** Task **
Using the records below, filter for lines that contain the string "setFinal" and copy them out.

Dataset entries

=====

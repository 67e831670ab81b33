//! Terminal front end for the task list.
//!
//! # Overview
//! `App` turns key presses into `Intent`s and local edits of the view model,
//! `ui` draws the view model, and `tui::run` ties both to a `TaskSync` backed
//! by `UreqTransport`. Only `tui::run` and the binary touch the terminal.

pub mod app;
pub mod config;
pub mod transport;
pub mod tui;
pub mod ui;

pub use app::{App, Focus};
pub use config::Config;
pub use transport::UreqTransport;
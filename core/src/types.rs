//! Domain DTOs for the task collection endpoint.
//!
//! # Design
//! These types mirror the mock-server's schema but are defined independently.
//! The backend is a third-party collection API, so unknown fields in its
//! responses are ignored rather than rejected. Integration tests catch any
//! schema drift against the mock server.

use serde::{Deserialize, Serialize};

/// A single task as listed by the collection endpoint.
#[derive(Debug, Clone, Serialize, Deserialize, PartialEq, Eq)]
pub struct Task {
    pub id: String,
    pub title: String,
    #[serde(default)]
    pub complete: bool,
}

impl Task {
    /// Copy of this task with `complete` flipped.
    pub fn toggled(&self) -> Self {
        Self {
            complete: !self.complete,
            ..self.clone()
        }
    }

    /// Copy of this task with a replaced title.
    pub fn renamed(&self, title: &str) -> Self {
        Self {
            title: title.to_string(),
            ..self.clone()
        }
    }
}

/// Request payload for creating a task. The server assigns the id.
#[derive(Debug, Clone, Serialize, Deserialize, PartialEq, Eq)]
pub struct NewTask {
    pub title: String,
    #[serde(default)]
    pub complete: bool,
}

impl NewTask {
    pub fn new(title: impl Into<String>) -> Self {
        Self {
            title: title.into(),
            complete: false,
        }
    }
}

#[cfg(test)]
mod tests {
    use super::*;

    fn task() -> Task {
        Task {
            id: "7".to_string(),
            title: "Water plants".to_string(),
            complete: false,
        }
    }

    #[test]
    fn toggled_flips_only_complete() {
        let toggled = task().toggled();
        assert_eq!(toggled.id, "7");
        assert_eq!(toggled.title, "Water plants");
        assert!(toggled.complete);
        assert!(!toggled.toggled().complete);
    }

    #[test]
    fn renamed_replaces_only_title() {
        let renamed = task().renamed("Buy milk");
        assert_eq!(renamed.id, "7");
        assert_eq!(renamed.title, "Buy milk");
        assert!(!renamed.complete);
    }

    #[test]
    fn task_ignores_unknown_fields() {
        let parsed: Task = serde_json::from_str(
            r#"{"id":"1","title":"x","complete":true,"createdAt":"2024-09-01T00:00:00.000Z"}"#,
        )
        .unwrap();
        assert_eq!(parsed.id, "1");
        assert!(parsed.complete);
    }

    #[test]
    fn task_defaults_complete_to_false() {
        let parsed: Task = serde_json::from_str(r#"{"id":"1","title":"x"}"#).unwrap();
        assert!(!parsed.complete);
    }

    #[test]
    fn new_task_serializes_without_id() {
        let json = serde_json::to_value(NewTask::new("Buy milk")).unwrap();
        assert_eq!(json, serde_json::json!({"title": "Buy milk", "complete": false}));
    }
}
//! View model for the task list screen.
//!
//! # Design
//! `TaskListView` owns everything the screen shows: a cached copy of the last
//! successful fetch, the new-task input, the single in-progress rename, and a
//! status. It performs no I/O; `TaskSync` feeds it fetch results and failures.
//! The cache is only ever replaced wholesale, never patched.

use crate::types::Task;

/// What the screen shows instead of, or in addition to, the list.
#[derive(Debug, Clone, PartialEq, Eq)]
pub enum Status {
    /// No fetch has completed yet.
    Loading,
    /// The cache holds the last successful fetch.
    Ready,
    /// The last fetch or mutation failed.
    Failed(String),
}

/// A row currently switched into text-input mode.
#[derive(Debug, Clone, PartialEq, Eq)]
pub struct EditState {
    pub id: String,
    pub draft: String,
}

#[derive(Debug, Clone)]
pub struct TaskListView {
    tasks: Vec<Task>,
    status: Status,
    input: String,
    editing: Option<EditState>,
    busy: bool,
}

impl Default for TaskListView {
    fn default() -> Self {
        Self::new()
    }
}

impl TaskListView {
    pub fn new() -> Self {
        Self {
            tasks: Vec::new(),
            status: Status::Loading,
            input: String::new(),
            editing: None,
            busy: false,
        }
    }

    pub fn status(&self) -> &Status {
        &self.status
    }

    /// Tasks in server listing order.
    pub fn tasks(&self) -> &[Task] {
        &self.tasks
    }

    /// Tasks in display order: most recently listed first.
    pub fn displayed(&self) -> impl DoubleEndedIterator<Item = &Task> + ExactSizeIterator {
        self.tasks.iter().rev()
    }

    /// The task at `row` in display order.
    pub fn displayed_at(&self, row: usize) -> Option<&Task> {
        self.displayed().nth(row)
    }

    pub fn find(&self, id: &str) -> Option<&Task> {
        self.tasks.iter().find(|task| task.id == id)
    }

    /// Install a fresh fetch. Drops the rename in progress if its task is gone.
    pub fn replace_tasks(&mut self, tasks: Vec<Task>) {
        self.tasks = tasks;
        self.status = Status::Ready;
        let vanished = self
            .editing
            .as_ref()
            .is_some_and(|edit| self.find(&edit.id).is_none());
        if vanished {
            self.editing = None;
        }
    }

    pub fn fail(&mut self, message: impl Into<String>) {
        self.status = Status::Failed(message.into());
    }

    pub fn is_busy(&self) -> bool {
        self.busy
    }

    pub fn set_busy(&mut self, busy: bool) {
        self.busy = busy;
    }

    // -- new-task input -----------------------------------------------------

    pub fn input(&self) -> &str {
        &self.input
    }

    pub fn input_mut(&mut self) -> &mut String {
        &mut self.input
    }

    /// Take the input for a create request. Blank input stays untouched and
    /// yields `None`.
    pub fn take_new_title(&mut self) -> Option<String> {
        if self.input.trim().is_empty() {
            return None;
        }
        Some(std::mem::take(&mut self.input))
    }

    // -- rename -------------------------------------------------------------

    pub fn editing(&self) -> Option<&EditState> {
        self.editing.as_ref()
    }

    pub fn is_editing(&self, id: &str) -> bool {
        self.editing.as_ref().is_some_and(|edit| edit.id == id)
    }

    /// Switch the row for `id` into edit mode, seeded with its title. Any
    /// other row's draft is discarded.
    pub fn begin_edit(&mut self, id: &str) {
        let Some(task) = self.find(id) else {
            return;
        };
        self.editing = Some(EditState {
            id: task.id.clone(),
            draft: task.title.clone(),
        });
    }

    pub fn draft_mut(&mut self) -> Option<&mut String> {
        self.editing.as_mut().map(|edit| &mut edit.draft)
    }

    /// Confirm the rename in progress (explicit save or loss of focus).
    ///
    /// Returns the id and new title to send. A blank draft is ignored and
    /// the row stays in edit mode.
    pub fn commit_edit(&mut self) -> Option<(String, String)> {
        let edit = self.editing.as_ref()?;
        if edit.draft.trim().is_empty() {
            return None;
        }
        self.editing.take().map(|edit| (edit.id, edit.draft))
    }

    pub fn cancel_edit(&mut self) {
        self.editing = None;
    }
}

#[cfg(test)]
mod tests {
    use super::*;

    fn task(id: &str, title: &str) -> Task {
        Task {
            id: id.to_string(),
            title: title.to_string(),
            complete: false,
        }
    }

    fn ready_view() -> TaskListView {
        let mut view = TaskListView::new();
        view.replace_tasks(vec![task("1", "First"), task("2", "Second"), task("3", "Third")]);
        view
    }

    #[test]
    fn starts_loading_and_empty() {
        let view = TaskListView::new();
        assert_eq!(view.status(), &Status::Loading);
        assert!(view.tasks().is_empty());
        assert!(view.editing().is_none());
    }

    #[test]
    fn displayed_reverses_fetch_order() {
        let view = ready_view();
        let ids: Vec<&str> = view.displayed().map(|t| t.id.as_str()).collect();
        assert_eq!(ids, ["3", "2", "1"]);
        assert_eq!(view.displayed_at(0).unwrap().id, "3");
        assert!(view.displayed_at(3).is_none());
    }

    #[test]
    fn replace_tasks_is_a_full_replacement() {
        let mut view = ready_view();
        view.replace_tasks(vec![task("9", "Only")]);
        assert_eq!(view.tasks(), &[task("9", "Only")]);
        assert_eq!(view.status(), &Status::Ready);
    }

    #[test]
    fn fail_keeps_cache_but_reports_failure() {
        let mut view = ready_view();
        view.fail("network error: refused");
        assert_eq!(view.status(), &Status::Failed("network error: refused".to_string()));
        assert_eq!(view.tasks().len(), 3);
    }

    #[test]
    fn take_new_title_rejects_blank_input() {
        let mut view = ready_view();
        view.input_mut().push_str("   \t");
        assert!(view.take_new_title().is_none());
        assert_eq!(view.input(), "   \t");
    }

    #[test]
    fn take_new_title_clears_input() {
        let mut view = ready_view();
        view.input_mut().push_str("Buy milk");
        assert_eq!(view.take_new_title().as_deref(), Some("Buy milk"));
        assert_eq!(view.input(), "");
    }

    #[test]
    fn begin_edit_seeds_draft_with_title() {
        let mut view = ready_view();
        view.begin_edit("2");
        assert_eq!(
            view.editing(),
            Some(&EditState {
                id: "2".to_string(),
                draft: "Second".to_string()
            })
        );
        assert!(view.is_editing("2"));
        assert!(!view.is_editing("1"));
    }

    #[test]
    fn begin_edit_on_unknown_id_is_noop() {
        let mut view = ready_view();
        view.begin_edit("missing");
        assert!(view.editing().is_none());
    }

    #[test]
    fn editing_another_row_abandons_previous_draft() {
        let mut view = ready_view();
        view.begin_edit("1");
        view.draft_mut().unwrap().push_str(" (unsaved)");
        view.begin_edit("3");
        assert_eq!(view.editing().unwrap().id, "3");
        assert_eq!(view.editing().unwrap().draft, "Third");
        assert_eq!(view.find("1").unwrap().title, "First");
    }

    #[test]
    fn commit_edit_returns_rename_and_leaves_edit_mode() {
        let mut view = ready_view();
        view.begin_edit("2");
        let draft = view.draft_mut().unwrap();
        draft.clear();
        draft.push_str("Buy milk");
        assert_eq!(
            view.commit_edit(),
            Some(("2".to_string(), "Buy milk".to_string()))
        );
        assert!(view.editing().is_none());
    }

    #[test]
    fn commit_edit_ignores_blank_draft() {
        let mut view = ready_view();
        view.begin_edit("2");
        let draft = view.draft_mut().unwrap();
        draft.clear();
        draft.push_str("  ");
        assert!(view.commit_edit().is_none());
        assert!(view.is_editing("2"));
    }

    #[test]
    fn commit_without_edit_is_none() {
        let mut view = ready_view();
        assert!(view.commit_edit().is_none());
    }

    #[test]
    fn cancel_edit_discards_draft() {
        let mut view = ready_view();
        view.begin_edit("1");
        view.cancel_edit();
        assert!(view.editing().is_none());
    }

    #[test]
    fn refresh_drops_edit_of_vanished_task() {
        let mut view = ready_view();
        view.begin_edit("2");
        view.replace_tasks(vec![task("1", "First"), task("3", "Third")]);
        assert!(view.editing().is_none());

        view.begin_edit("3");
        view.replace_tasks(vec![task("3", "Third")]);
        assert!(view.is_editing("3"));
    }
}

=====

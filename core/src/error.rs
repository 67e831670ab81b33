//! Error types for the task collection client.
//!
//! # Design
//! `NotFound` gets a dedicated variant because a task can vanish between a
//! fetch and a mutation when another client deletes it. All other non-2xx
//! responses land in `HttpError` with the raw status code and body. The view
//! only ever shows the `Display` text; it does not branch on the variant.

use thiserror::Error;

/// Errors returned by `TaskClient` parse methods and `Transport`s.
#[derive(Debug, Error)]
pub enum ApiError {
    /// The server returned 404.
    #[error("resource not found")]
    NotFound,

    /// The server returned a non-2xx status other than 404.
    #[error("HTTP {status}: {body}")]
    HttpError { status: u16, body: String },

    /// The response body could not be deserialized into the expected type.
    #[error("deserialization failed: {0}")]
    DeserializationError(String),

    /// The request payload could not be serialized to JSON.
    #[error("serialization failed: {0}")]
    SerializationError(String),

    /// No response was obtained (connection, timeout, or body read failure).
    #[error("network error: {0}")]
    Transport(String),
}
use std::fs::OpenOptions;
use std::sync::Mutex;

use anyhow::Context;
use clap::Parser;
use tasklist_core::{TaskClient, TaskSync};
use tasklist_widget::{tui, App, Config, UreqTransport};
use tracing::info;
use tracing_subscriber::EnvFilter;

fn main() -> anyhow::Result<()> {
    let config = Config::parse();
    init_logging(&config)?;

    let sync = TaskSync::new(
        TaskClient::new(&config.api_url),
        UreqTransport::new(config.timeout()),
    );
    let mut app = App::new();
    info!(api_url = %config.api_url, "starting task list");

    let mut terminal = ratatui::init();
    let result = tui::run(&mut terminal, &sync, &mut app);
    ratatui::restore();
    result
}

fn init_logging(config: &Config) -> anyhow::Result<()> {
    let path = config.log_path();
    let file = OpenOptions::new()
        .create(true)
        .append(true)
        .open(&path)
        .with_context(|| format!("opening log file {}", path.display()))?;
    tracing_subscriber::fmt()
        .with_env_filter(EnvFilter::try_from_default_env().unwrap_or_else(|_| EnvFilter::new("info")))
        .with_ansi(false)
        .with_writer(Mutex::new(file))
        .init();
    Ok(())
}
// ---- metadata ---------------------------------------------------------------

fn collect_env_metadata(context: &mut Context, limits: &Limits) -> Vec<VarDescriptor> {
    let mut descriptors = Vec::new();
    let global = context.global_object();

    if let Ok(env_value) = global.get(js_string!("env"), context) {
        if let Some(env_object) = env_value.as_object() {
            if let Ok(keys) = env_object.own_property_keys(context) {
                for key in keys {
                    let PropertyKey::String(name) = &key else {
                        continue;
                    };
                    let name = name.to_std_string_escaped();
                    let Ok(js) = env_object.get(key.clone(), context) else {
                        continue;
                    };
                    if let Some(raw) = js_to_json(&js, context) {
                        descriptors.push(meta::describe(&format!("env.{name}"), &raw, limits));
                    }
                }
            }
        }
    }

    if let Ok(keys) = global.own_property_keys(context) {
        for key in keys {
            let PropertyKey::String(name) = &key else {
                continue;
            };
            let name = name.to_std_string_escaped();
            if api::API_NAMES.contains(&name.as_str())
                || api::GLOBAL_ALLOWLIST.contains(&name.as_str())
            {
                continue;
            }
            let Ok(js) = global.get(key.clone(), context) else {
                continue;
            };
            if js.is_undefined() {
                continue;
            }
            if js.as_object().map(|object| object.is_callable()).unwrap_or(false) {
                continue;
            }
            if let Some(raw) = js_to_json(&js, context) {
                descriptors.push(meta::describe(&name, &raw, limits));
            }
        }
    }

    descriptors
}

=====

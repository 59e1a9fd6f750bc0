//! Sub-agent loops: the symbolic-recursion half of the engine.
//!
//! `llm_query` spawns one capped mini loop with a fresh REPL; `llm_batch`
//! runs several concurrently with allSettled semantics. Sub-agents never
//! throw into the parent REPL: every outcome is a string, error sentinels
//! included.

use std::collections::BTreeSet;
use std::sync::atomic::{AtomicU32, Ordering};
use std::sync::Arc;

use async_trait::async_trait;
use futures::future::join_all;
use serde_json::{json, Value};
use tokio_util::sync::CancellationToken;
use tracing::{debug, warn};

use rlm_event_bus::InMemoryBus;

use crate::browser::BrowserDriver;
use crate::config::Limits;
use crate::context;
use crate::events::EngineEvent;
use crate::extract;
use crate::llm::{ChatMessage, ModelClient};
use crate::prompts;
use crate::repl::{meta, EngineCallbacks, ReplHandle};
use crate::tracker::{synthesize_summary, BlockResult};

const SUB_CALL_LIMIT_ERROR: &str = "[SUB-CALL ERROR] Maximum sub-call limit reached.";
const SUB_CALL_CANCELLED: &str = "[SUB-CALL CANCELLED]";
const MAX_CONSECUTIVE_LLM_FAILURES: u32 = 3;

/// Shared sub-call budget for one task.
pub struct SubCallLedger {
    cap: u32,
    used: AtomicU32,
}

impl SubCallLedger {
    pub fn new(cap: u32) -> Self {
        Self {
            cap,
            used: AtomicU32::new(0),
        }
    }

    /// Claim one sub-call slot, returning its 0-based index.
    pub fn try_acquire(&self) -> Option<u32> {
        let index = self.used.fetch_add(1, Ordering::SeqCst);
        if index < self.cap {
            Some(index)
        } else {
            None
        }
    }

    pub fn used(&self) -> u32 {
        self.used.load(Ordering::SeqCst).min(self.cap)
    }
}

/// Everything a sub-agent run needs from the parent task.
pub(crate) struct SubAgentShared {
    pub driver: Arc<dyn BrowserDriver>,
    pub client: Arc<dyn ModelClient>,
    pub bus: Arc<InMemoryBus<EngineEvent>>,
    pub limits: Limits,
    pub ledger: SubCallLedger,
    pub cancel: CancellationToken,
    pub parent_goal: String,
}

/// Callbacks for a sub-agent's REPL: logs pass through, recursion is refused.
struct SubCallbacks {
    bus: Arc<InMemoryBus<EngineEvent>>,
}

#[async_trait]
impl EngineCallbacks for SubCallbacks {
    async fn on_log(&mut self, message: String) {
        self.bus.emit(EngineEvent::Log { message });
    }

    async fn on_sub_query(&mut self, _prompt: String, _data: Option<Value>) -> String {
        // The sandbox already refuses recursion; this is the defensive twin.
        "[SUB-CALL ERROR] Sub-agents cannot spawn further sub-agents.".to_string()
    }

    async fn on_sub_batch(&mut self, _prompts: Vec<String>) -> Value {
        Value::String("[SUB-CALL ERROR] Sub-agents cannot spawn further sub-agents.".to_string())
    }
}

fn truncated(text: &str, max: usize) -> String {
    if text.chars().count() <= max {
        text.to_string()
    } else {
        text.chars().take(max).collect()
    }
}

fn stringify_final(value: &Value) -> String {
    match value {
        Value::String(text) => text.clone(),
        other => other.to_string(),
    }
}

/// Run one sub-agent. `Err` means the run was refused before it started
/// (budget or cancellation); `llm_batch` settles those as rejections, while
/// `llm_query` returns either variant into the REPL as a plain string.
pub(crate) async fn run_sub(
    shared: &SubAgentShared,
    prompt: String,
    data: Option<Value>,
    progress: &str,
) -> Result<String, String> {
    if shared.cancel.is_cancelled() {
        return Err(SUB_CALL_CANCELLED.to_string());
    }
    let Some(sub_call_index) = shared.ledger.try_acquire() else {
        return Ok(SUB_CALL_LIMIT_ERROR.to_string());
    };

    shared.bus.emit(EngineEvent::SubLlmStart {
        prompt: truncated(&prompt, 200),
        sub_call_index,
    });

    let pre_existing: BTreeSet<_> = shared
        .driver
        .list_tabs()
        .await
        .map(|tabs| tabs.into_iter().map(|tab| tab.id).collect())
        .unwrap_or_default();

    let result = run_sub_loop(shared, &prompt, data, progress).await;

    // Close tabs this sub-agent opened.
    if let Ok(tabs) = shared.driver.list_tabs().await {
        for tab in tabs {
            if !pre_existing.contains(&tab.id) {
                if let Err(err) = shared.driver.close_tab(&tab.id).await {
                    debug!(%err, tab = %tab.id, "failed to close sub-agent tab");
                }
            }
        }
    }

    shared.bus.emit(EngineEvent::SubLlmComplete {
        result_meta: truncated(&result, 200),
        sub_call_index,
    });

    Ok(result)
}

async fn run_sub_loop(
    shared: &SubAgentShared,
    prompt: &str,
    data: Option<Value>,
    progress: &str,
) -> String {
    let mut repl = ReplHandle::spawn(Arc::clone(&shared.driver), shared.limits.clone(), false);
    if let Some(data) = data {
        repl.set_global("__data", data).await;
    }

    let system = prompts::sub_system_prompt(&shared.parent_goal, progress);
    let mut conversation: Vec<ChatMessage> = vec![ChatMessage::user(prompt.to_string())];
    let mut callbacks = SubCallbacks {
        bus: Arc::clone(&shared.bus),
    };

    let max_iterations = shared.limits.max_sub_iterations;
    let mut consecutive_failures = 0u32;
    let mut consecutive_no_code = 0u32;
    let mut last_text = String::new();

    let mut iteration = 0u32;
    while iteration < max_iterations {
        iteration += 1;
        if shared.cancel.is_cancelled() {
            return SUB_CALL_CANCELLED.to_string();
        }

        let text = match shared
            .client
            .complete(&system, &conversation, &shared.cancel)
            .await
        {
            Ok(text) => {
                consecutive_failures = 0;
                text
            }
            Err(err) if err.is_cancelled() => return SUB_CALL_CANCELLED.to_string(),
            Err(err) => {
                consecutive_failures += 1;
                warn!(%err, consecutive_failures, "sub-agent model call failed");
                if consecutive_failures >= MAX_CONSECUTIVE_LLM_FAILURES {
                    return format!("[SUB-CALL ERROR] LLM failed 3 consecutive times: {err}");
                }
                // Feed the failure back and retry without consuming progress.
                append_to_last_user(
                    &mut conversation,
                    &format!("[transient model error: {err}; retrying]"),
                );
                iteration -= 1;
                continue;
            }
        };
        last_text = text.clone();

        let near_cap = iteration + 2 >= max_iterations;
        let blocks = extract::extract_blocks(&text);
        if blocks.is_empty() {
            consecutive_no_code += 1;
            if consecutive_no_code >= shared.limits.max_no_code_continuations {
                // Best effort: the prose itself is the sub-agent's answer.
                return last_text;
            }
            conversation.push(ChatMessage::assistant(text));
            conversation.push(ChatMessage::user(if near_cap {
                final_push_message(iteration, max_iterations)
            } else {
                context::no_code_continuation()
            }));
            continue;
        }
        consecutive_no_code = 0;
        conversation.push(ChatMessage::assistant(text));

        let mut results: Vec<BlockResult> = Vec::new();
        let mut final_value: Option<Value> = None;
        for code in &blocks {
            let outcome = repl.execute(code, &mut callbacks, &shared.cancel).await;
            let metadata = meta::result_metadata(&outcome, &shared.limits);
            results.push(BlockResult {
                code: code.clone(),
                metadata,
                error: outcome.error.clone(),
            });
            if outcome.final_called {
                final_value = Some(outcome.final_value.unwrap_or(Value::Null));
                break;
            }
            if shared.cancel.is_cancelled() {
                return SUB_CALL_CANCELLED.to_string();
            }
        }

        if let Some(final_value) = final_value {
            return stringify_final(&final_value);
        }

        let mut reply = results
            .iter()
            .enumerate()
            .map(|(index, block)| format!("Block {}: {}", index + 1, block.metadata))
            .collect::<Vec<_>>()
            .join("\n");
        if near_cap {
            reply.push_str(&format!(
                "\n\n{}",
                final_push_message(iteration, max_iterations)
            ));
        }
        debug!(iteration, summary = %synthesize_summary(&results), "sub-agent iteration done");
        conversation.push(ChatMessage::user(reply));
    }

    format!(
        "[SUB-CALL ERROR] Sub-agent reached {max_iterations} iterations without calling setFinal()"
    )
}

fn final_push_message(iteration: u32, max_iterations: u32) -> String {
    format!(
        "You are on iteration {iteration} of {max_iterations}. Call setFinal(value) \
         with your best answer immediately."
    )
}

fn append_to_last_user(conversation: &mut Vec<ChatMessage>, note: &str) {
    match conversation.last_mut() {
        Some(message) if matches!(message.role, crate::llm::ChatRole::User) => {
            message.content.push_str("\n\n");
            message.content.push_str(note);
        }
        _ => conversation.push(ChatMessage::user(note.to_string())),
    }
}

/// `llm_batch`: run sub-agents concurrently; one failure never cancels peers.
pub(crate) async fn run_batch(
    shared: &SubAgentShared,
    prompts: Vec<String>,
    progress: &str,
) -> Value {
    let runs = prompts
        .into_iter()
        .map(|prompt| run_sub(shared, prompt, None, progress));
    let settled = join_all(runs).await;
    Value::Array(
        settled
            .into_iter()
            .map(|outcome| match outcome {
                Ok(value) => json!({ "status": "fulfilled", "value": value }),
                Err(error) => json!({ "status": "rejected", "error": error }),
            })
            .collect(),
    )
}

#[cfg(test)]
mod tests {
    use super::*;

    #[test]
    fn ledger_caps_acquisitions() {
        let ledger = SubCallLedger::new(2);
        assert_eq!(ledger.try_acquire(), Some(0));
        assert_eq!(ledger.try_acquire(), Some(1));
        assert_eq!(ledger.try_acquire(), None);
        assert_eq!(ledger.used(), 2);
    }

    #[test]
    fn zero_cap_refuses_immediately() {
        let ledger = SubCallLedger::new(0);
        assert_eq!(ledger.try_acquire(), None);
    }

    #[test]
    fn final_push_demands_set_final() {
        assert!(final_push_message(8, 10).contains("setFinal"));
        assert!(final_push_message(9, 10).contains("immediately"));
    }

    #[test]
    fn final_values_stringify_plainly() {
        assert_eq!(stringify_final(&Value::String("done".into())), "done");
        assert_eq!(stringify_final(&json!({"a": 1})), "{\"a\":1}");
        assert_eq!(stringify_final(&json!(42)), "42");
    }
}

=====

** Worked solution **
        "[SUB-CALL ERROR] Sub-agent reached {max_iterations} iterations without calling setFinal()"
        "You are on iteration {iteration} of {max_iterations}. Call setFinal(value) \
        assert!(final_push_message(8, 10).contains("setFinal"));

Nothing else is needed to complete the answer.